DCNR Secretary Cindy Adams Dunn along with Rob Altenburg, Director of the PennFuture Energy Center and others will discuss topics to include:

  • From the national RETRO REPORT series: Scientists are worried that soon, simply reducing carbon emissions won’t be enough to even slow global warming. A United Nations panel has said the world will likely need to “geo-engineer” the climate. That’s an idea that dates to the Cold War, when a different kind of global challenge gave rise to fears of a nuclear winter.
  • From participating local station WITF: 40 years ago, the most serious nuclear accident in U.S. history sparked backlash against the industry and halted its growth for decades. Today, reactors at Three Mile Island Unit 1 are shut down. What new challenges does this present and how is Pennsylvania poised to face mounting concerns about climate change?
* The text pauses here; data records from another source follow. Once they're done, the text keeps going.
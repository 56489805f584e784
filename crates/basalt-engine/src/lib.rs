//! Basalt engine crate.
//!
//! A handle-based graphics abstraction over OpenGL, a glyph-atlas text
//! renderer built on it, and the window/input pieces that feed both.

pub mod gfx;
pub mod input;
pub mod logging;
pub mod text;
pub mod window;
  • From the national RETRO REPORT series: Pythons are wreaking havoc in the Florida Everglades, set loose in the vast national park decades ago by well-meaning pet owners. Wildlife is being devoured by this invader, which has already eliminated 90 percent of some species. How did the reptiles get there? The  blame lies with a different animal: humans.  Pennsylvania may not have a python problem, but we definitely have our share of destructive invasive species.
  • From participating local station WGTE: In reaction to a do not drink alert for 400,000 residents in 2014, Toledo voters want to amend the city charter to acknowledge that the Lake Erie watershed has legal rights to “exist and flourish”. The environmental crisis that exists in the Great Lakes has been decades in the making, and if this new legislation were to pass, it could affect conservation efforts across the country.